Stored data

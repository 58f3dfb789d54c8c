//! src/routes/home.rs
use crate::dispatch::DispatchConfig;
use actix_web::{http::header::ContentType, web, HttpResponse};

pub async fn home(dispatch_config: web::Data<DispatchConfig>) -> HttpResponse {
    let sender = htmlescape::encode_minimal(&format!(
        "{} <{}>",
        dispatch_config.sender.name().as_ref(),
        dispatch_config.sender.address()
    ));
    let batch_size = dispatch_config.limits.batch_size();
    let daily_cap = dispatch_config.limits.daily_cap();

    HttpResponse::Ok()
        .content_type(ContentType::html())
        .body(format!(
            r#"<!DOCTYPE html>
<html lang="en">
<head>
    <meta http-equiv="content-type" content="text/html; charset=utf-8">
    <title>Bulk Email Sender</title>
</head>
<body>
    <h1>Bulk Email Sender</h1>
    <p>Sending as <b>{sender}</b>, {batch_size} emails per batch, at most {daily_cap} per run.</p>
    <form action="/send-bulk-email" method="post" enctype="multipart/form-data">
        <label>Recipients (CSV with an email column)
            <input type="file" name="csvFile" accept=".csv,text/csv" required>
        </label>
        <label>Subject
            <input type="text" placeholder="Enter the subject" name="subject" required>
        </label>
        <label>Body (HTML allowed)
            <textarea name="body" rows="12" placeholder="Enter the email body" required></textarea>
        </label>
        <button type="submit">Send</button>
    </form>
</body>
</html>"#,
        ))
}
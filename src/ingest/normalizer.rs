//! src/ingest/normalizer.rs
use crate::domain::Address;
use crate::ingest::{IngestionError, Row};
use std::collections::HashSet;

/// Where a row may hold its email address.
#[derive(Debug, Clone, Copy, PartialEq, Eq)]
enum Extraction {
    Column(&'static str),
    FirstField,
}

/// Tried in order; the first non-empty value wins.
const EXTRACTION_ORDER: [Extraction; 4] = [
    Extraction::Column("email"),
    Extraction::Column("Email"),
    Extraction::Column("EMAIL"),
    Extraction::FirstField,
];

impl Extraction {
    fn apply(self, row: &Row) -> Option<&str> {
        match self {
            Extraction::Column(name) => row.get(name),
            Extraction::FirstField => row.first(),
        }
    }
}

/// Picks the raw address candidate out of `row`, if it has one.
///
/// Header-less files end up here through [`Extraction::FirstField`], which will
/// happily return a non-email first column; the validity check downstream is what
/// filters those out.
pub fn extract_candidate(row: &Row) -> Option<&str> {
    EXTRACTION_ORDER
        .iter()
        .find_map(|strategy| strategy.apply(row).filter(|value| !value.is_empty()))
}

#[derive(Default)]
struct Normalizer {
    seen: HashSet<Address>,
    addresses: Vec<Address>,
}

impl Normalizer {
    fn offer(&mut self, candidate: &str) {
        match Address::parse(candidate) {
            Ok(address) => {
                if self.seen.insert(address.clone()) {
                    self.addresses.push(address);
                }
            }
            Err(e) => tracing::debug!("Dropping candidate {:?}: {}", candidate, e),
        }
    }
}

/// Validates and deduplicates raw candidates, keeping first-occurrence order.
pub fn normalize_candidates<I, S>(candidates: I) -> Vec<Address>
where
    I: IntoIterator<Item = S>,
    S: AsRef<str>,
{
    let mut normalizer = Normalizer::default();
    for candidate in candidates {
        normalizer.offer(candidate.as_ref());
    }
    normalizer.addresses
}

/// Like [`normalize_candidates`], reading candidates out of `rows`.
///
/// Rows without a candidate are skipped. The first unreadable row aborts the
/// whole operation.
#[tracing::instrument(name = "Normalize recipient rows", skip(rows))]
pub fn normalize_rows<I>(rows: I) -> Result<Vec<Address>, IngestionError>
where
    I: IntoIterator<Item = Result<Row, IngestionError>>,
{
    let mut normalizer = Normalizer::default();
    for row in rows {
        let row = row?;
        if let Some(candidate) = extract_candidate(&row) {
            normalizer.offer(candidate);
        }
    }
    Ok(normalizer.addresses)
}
==
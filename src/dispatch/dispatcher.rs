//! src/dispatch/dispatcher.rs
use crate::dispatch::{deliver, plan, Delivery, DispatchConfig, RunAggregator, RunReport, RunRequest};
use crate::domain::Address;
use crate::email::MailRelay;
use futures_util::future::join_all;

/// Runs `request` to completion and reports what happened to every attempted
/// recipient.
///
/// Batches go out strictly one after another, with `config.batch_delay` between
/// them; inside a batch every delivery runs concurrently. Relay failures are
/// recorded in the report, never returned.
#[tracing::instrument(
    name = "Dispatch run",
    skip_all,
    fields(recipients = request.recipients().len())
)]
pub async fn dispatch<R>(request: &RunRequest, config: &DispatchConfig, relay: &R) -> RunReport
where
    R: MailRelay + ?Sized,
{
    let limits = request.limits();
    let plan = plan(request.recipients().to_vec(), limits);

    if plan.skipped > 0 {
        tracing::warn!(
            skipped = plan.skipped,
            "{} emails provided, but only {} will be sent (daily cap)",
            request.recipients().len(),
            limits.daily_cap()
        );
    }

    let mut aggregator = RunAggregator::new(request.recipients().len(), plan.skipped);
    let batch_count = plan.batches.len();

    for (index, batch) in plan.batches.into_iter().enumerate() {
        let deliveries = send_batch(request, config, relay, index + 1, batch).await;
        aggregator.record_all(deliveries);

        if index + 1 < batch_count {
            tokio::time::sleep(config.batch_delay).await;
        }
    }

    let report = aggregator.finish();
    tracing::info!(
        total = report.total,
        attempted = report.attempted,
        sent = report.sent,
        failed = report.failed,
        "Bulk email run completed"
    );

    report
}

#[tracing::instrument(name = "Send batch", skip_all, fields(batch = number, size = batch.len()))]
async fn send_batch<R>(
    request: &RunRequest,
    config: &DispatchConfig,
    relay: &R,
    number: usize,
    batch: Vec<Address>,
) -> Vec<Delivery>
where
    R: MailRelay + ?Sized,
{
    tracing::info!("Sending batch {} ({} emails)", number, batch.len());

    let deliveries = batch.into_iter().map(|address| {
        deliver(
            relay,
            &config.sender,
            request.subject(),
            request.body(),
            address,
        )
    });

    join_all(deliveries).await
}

_TASK TO COMPLETE_.
Going back to the entries above, set down exactly the lines that begin at the one with "filename src/dispatch/dispatcher.rs" and end at the one with "let limits = request.limits();", both included, and nothing else.

_TASK SOLUTION_.
filename src/dispatch/dispatcher.rs
//! src/dispatch/dispatcher.rs
use crate::dispatch::{deliver, plan, Delivery, DispatchConfig, RunAggregator, RunReport, RunRequest};
use crate::domain::Address;
use crate::email::MailRelay;
use futures_util::future::join_all;

/// Runs `request` to completion and reports what happened to every attempted
/// recipient.
///
/// Batches go out strictly one after another, with `config.batch_delay` between
/// them; inside a batch every delivery runs concurrently. Relay failures are
/// recorded in the report, never returned.
#[tracing::instrument(
    name = "Dispatch run",
    skip_all,
    fields(recipients = request.recipients().len())
)]
pub async fn dispatch<R>(request: &RunRequest, config: &DispatchConfig, relay: &R) -> RunReport
where
    R: MailRelay + ?Sized,
{
    let limits = request.limits();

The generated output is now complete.